A v The Queen
[2008] NZSC 23
•9 April 2008
IN THE SUPREME COURT OF NEW ZEALAND
SC 4/2008
[2008] NZSC 23A
v
THE QUEEN
Court:Elias CJ, Blanchard and Anderson JJ
Counsel:G King for Applicant
A Markham for Crown
Judgment:9 April 2008
JUDGMENT OF THE COURT
THE APPLICATION FOR LEAVE TO APPEAL IS DISMISSED.
REASONS
[1] The applicant seeks leave to appeal, being out of time from a decision of the Court of Appeal delivered on 28 November 2005 in respect of his conviction on one count of sexual violation by rape. The victim was the applicant’s three year old daughter who lived with her mother during the week but stayed at the applicant’s home on weekends.
[2] In the course of a weekend visit the child became infected, intra-vaginally, with gonorrhoea. The source of the infecting bacterium was, undoubtedly, the applicant. The child’s genitalia showed no evidence of penetration but the Crown case depended, crucially, on the proposition that the bacterium was introduced into the vagina by sexual penetration of the genitalia.
[3] Two experts on the issue were called by the Crown. One is a paediatrician with expertise in child abuse; the other is a specialist venereologist. Their evidence was to the effect that there must have been direct contact between at least the tip of the applicant’s penis and the entrance to the child’s vagina, inside the labia minora. That of course would amount to penetration for the purposes of the offence.

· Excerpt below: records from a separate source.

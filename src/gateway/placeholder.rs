//! Deterministic offline backend.
//!
//! Produces text derived from the prompt without any network access, and
//! hashed bag-of-words embeddings. Used for dry runs and the CLI smoke path.

use std::time::{Duration, Instant};

use async_trait::async_trait;

use super::error::BackendError;
use super::types::*;
use super::Backend;

const BACKEND: &str = "placeholder";
const EMBED_DIMS: usize = 64;

#[derive(Debug, Clone)]
pub struct PlaceholderBackend {
    model: String,
    embeddings: bool,
    available: bool,
}

impl Default for PlaceholderBackend {
    fn default() -> Self {
        Self::new()
    }
}

impl PlaceholderBackend {
    pub fn new() -> Self {
        Self {
            model: "placeholder-1".to_string(),
            embeddings: false,
            available: true,
        }
    }

    pub fn with_model(mut self, model: impl Into<String>) -> Self {
        self.model = model.into();
        self
    }

    pub fn with_embeddings(mut self) -> Self {
        self.embeddings = true;
        self
    }

    pub fn unavailable(mut self) -> Self {
        self.available = false;
        self
    }

    fn compose(req: &GenerateRequest) -> String {
        let heading = req
            .system_prompt
            .as_deref()
            .and_then(|s| s.lines().find(|l| !l.trim().is_empty()))
            .map(|l| l.trim().to_string())
            .unwrap_or_else(|| "Placeholder response".to_string());

        let body: Vec<&str> = req
            .prompt
            .lines()
            .map(str::trim)
            .filter(|l| !l.is_empty())
            .collect();

        let mut text = format!(
            "{heading}\n\nTask: {}\n\nGuidance:\n",
            body.first().copied().unwrap_or("")
        );
        for line in body.iter().skip(1) {
            text.push_str("- ");
            text.push_str(line);
            text.push('\n');
        }
        text.push_str(&format!(
            "\nGenerated at temperature {:.2} with {} example(s).",
            req.temperature,
            req.examples.len()
        ));

        // Roughly four characters per token.
        let cap = (req.max_tokens as usize).saturating_mul(4).max(1);
        if text.len() > cap {
            let mut cut = cap;
            while !text.is_char_boundary(cut) {
                cut -= 1;
            }
            text.truncate(cut);
        }
        text
    }
}

/// Hash each lowercase word into a fixed-width vector, then L2-normalise.
pub fn hashed_embedding(text: &str) -> Vec<f32> {
    let mut v = vec![0f32; EMBED_DIMS];
    for word in text
        .split(|c: char| !c.is_alphanumeric())
        .filter(|w| !w.is_empty())
    {
        let hash = blake3::hash(word.to_lowercase().as_bytes());
        let bytes = hash.as_bytes();
        let idx = usize::from(bytes[0]) % EMBED_DIMS;
        let sign = if bytes[1] & 1 == 0 { 1.0 } else { -1.0 };
        v[idx] += sign;
    }
    let norm = v.iter().map(|x| x * x).sum::<f32>().sqrt();
    if norm > 0.0 {
        for x in &mut v {
            *x /= norm;
        }
    }
    v
}

#[async_trait]
impl Backend for PlaceholderBackend {
    fn kind(&self) -> &'static str {
        BACKEND
    }

    fn model(&self) -> &str {
        &self.model
    }

    fn capabilities(&self) -> Capabilities {
        if self.embeddings {
            Capabilities::text_only().with_embeddings()
        } else {
            Capabilities::text_only()
        }
    }

    async fn is_available(&self) -> bool {
        self.available
    }

    async fn generate(&self, req: &GenerateRequest) -> Result<GenerateResponse, BackendError> {
        if !self.available {
            return Err(BackendError::Unavailable(BACKEND.to_string()));
        }
        let start = Instant::now();
        let text = Self::compose(req);
        let tokens_used = text.split_whitespace().count() as u32;
        Ok(GenerateResponse {
            text,
            tokens_used,
            model: self.model.clone(),
            latency: start.elapsed().max(Duration::from_micros(1)),
        })
    }

    async fn embed(&self, text: &str) -> Result<EmbedResponse, BackendError> {
        if !self.embeddings {
            return Err(BackendError::EmbeddingsUnsupported(BACKEND.to_string()));
        }
        Ok(EmbedResponse {
            vector: hashed_embedding(text),
            model: format!("{}-embed", self.model),
            latency: Duration::ZERO,
        })
    }
}
//! Name-keyed backend registry.
//!
//! Registration happens while the service is being assembled; afterwards the
//! registry is shared behind an `Arc` and only read.

use std::collections::HashMap;
use std::sync::Arc;
use std::time::Duration;

use futures::future::join_all;
use thiserror::Error;
use tracing::debug;

use super::{Backend, Capabilities};

pub const DEFAULT_PROBE_TIMEOUT: Duration = Duration::from_secs(2);

#[derive(Debug, Error, PartialEq, Eq)]
pub enum RegistryError {
    #[error("backend {0:?} is already registered")]
    DuplicateName(String),
    #[error("backend {0:?} is not registered")]
    NotFound(String),
}

/// Holds named backends in registration order.
pub struct BackendRegistry {
    order: Vec<String>,
    backends: HashMap<String, Arc<dyn Backend>>,
    probe_timeout: Duration,
}

impl Default for BackendRegistry {
    fn default() -> Self {
        Self::new()
    }
}

impl BackendRegistry {
    pub fn new() -> Self {
        Self::with_probe_timeout(DEFAULT_PROBE_TIMEOUT)
    }

    pub fn with_probe_timeout(probe_timeout: Duration) -> Self {
        Self {
            order: Vec::new(),
            backends: HashMap::new(),
            probe_timeout,
        }
    }

    /// Register a backend under a unique name.
    pub fn register(
        &mut self,
        name: impl Into<String>,
        backend: Arc<dyn Backend>,
    ) -> Result<(), RegistryError> {
        let name = name.into();
        if self.backends.contains_key(&name) {
            return Err(RegistryError::DuplicateName(name));
        }
        self.order.push(name.clone());
        self.backends.insert(name, backend);
        Ok(())
    }

    pub fn get(&self, name: &str) -> Result<Arc<dyn Backend>, RegistryError> {
        self.backends
            .get(name)
            .cloned()
            .ok_or_else(|| RegistryError::NotFound(name.to_string()))
    }

    pub fn contains(&self, name: &str) -> bool {
        self.backends.contains_key(name)
    }

    /// All registered names, in registration order.
    pub fn names(&self) -> &[String] {
        &self.order
    }

    pub fn capabilities(&self, name: &str) -> Result<Capabilities, RegistryError> {
        self.get(name).map(|b| b.capabilities())
    }

    pub fn probe_timeout(&self) -> Duration {
        self.probe_timeout
    }

    /// Probe one backend, treating a slow probe as unavailable.
    pub async fn is_available(&self, name: &str) -> bool {
        let Some(backend) = self.backends.get(name) else {
            return false;
        };
        match tokio::time::timeout(self.probe_timeout, backend.is_available()).await {
            Ok(available) => available,
            Err(_) => {
                debug!(backend = name, "availability probe timed out");
                false
            }
        }
    }

    /// Names whose availability probe currently succeeds, in registration order.
    ///
    /// Probes run concurrently, each bounded by the probe timeout.
    pub async fn list_available(&self) -> Vec<String> {
        let probes = self.order.iter().map(|name| async move {
            let up = self.is_available(name).await;
            (name, up)
        });
        join_all(probes)
            .await
            .into_iter()
            .filter(|(_, up)| *up)
            .map(|(name, _)| name.clone())
            .collect()
    }

    /// Available names whose backend advertises embeddings.
    pub async fn list_embedding_capable(&self) -> Vec<String> {
        self.list_available()
            .await
            .into_iter()
            .filter(|name| {
                self.backends
                    .get(name)
                    .is_some_and(|b| b.capabilities().embeddings)
            })
            .collect()
    }
}

impl std::fmt::Debug for BackendRegistry {
    fn fmt(&self, f: &mut std::fmt::Formatter<'_>) -> std::fmt::Result {
        f.debug_struct("BackendRegistry")
            .field("backends", &self.order)
            .field("probe_timeout", &self.probe_timeout)
            .finish()
    }
}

[4] The applicant had told the Police that his daughter slept in his bed but with both him and her fully clothed; that they shared a bath but that he had not touched her genitalia with his hands; that he used a bar of soap to wash her and she used her own separate towel. Crucial to the applicant’s defence was acceptance by the jury of a reasonable possibility that the infection could have been transmitted non-sexually. His counsel did not lead expert evidence but did cross-examine about non-sexual transmission of the bacterium via bathwater or inanimate objects, relying on a selection of medical writings. The jury must have been satisfied that in all the circumstances there was no reasonable possibility that the child contracted the disease from a non-sexual transmission of the bacterium.
[5] The leave application to this Court is founded on a recent article published in the Journal of Forensic and Legal Medicine during 2007, some years after the applicant’s trial, by Dr Felicity Goodyear-Smith, an Associate Professor in the Faculty of Medical and Health Science at the University of Auckland. Her thesis is that although international consensus guidelines state that gonorrhoea in pre-pubertal children is always, or nearly always, sexually transmitted, a systematic review of the literature does not concur with that. It is submitted on behalf of the applicant that Dr Goodyear-Smith’s article is fresh evidence indicating that a miscarriage of justice has or may have occurred, warranting a further appeal to this Court; but we are not persuaded that leave should be granted.
[6] A reading of the article shows that its scope is too general to be of assistance in this case. The authority of the article seems very questionable, in any event, having regard to writing criticising it, exhibited by the Crown. Further, it examines literature, all of which was in existence at the time of the applicant’s trial, some of it for decades and up to more than a century. In short, the article is neither new nor cogent.
[7] The application for leave to appeal is accordingly dismissed.